Saved entries

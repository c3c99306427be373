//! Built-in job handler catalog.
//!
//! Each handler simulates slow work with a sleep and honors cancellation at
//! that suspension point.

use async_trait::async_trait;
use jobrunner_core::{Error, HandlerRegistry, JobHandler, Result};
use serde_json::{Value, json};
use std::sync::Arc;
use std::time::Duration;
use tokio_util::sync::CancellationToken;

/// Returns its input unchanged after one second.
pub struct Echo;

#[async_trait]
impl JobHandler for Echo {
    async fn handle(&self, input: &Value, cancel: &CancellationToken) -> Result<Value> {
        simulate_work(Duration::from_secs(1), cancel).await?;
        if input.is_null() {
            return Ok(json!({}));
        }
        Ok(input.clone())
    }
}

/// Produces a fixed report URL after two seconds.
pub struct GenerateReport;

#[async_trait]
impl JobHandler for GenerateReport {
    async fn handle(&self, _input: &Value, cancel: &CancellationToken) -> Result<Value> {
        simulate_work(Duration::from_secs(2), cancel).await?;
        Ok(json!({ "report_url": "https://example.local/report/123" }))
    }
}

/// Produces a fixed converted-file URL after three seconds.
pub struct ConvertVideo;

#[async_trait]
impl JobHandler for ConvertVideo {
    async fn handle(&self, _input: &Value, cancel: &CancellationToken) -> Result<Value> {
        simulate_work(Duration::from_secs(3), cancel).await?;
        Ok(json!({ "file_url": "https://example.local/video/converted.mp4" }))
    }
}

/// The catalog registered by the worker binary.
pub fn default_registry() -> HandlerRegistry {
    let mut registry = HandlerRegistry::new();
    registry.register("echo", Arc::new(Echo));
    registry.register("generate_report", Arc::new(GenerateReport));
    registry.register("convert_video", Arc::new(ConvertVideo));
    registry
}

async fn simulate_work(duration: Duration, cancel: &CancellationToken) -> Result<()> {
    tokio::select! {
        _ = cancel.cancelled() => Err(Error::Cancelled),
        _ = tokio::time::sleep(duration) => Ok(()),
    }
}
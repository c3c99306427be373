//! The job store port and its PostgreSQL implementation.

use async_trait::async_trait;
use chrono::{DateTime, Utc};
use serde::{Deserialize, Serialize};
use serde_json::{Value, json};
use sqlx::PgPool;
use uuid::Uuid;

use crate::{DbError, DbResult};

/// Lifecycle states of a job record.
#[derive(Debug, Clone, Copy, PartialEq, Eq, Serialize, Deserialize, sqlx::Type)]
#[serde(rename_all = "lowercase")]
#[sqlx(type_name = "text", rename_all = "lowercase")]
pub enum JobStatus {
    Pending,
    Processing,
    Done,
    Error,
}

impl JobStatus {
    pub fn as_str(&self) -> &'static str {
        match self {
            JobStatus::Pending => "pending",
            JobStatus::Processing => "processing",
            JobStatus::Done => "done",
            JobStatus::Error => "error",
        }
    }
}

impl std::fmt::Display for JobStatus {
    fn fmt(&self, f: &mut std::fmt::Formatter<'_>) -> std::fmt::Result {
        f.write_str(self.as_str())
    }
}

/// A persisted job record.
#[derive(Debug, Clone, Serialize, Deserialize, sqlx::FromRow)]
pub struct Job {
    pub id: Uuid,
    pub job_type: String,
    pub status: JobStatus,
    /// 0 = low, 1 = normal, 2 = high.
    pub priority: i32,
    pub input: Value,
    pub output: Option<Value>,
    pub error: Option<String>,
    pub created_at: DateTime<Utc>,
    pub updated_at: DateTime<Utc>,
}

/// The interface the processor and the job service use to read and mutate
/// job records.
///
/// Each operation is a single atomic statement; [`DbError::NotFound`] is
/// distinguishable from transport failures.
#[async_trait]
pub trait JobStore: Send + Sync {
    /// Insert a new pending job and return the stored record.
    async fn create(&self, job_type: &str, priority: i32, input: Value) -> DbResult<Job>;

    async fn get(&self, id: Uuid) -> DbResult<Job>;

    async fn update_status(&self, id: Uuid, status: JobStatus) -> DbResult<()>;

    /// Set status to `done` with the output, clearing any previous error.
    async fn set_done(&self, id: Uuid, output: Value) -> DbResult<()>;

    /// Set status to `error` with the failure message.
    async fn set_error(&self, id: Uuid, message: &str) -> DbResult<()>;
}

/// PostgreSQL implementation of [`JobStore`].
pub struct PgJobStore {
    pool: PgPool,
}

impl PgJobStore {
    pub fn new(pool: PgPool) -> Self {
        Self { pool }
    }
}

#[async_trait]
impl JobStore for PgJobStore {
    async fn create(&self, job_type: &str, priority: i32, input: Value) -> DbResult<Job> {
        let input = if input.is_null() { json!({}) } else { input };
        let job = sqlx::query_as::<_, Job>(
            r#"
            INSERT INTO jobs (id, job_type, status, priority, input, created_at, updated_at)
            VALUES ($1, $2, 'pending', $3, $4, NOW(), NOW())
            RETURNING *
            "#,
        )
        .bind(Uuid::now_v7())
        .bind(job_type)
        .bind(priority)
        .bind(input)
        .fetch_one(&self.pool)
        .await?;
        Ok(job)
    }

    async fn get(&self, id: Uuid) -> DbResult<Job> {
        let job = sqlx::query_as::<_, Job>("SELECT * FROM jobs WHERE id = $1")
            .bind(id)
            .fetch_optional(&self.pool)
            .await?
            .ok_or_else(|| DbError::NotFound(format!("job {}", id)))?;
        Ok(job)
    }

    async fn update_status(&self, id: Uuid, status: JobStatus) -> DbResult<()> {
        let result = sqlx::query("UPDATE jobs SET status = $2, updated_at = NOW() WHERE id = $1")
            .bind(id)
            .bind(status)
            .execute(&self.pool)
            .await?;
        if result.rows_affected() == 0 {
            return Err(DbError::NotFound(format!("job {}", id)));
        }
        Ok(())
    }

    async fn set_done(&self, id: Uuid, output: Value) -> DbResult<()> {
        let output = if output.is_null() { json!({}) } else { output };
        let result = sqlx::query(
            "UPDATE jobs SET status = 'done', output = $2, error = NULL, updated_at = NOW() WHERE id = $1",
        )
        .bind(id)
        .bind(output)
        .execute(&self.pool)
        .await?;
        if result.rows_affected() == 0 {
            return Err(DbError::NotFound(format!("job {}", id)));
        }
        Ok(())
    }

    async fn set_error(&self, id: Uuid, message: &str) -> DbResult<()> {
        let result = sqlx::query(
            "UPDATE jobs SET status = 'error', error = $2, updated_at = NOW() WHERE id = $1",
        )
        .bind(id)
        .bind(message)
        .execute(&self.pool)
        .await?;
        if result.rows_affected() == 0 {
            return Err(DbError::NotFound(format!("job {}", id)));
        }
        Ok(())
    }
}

ABOUT THIS TASK: Without omitting anything, output the data verbatim.

OUTPUT OF THE TASK:
repository c3c99306427be373
//! Built-in job handler catalog.
//!
//! Each handler simulates slow work with a sleep and honors cancellation at
//! that suspension point.

use async_trait::async_trait;
use jobrunner_core::{Error, HandlerRegistry, JobHandler, Result};
use serde_json::{Value, json};
use std::sync::Arc;
use std::time::Duration;
use tokio_util::sync::CancellationToken;

/// Returns its input unchanged after one second.
pub struct Echo;

#[async_trait]
impl JobHandler for Echo {
    async fn handle(&self, input: &Value, cancel: &CancellationToken) -> Result<Value> {
        simulate_work(Duration::from_secs(1), cancel).await?;
        if input.is_null() {
            return Ok(json!({}));
        }
        Ok(input.clone())
    }
}

/// Produces a fixed report URL after two seconds.
pub struct GenerateReport;

#[async_trait]
impl JobHandler for GenerateReport {
    async fn handle(&self, _input: &Value, cancel: &CancellationToken) -> Result<Value> {
        simulate_work(Duration::from_secs(2), cancel).await?;
        Ok(json!({ "report_url": "https://example.local/report/123" }))
    }
}

/// Produces a fixed converted-file URL after three seconds.
pub struct ConvertVideo;

#[async_trait]
impl JobHandler for ConvertVideo {
    async fn handle(&self, _input: &Value, cancel: &CancellationToken) -> Result<Value> {
        simulate_work(Duration::from_secs(3), cancel).await?;
        Ok(json!({ "file_url": "https://example.local/video/converted.mp4" }))
    }
}

/// The catalog registered by the worker binary.
pub fn default_registry() -> HandlerRegistry {
    let mut registry = HandlerRegistry::new();
    registry.register("echo", Arc::new(Echo));
    registry.register("generate_report", Arc::new(GenerateReport));
    registry.register("convert_video", Arc::new(ConvertVideo));
    registry
}

async fn simulate_work(duration: Duration, cancel: &CancellationToken) -> Result<()> {
    tokio::select! {
        _ = cancel.cancelled() => Err(Error::Cancelled),
        _ = tokio::time::sleep(duration) => Ok(()),
    }
}
repository c3c99306427be373
//! The job store port and its PostgreSQL implementation.

use async_trait::async_trait;
use chrono::{DateTime, Utc};
use serde::{Deserialize, Serialize};
use serde_json::{Value, json};
use sqlx::PgPool;
use uuid::Uuid;

use crate::{DbError, DbResult};

/// Lifecycle states of a job record.
#[derive(Debug, Clone, Copy, PartialEq, Eq, Serialize, Deserialize, sqlx::Type)]
#[serde(rename_all = "lowercase")]
#[sqlx(type_name = "text", rename_all = "lowercase")]
pub enum JobStatus {
    Pending,
    Processing,
    Done,
    Error,
}

impl JobStatus {
    pub fn as_str(&self) -> &'static str {
        match self {
            JobStatus::Pending => "pending",
            JobStatus::Processing => "processing",
            JobStatus::Done => "done",
            JobStatus::Error => "error",
        }
    }
}

impl std::fmt::Display for JobStatus {
    fn fmt(&self, f: &mut std::fmt::Formatter<'_>) -> std::fmt::Result {
        f.write_str(self.as_str())
    }
}

/// A persisted job record.
#[derive(Debug, Clone, Serialize, Deserialize, sqlx::FromRow)]
pub struct Job {
    pub id: Uuid,
    pub job_type: String,
    pub status: JobStatus,
    /// 0 = low, 1 = normal, 2 = high.
    pub priority: i32,
    pub input: Value,
    pub output: Option<Value>,
    pub error: Option<String>,
    pub created_at: DateTime<Utc>,
    pub updated_at: DateTime<Utc>,
}

/// The interface the processor and the job service use to read and mutate
/// job records.
///
/// Each operation is a single atomic statement; [`DbError::NotFound`] is
/// distinguishable from transport failures.
#[async_trait]
pub trait JobStore: Send + Sync {
    /// Insert a new pending job and return the stored record.
    async fn create(&self, job_type: &str, priority: i32, input: Value) -> DbResult<Job>;

    async fn get(&self, id: Uuid) -> DbResult<Job>;

    async fn update_status(&self, id: Uuid, status: JobStatus) -> DbResult<()>;

    /// Set status to `done` with the output, clearing any previous error.
    async fn set_done(&self, id: Uuid, output: Value) -> DbResult<()>;

    /// Set status to `error` with the failure message.
    async fn set_error(&self, id: Uuid, message: &str) -> DbResult<()>;
}

/// PostgreSQL implementation of [`JobStore`].
pub struct PgJobStore {
    pool: PgPool,
}

impl PgJobStore {
    pub fn new(pool: PgPool) -> Self {
        Self { pool }
    }
}

#[async_trait]
impl JobStore for PgJobStore {
    async fn create(&self, job_type: &str, priority: i32, input: Value) -> DbResult<Job> {
        let input = if input.is_null() { json!({}) } else { input };
        let job = sqlx::query_as::<_, Job>(
            r#"
            INSERT INTO jobs (id, job_type, status, priority, input, created_at, updated_at)
            VALUES ($1, $2, 'pending', $3, $4, NOW(), NOW())
            RETURNING *
            "#,
        )
        .bind(Uuid::now_v7())
        .bind(job_type)
        .bind(priority)
        .bind(input)
        .fetch_one(&self.pool)
        .await?;
        Ok(job)
    }

    async fn get(&self, id: Uuid) -> DbResult<Job> {
        let job = sqlx::query_as::<_, Job>("SELECT * FROM jobs WHERE id = $1")
            .bind(id)
            .fetch_optional(&self.pool)
            .await?
            .ok_or_else(|| DbError::NotFound(format!("job {}", id)))?;
        Ok(job)
    }

    async fn update_status(&self, id: Uuid, status: JobStatus) -> DbResult<()> {
        let result = sqlx::query("UPDATE jobs SET status = $2, updated_at = NOW() WHERE id = $1")
            .bind(id)
            .bind(status)
            .execute(&self.pool)
            .await?;
        if result.rows_affected() == 0 {
            return Err(DbError::NotFound(format!("job {}", id)));
        }
        Ok(())
    }

    async fn set_done(&self, id: Uuid, output: Value) -> DbResult<()> {
        let output = if output.is_null() { json!({}) } else { output };
        let result = sqlx::query(
            "UPDATE jobs SET status = 'done', output = $2, error = NULL, updated_at = NOW() WHERE id = $1",
        )
        .bind(id)
        .bind(output)
        .execute(&self.pool)
        .await?;
        if result.rows_affected() == 0 {
            return Err(DbError::NotFound(format!("job {}", id)));
        }
        Ok(())
    }

    async fn set_error(&self, id: Uuid, message: &str) -> DbResult<()> {
        let result = sqlx::query(
            "UPDATE jobs SET status = 'error', error = $2, updated_at = NOW() WHERE id = $1",
        )
        .bind(id)
        .bind(message)
        .execute(&self.pool)
        .await?;
        if result.rows_affected() == 0 {
            return Err(DbError::NotFound(format!("job {}", id)));
        }
        Ok(())
    }
}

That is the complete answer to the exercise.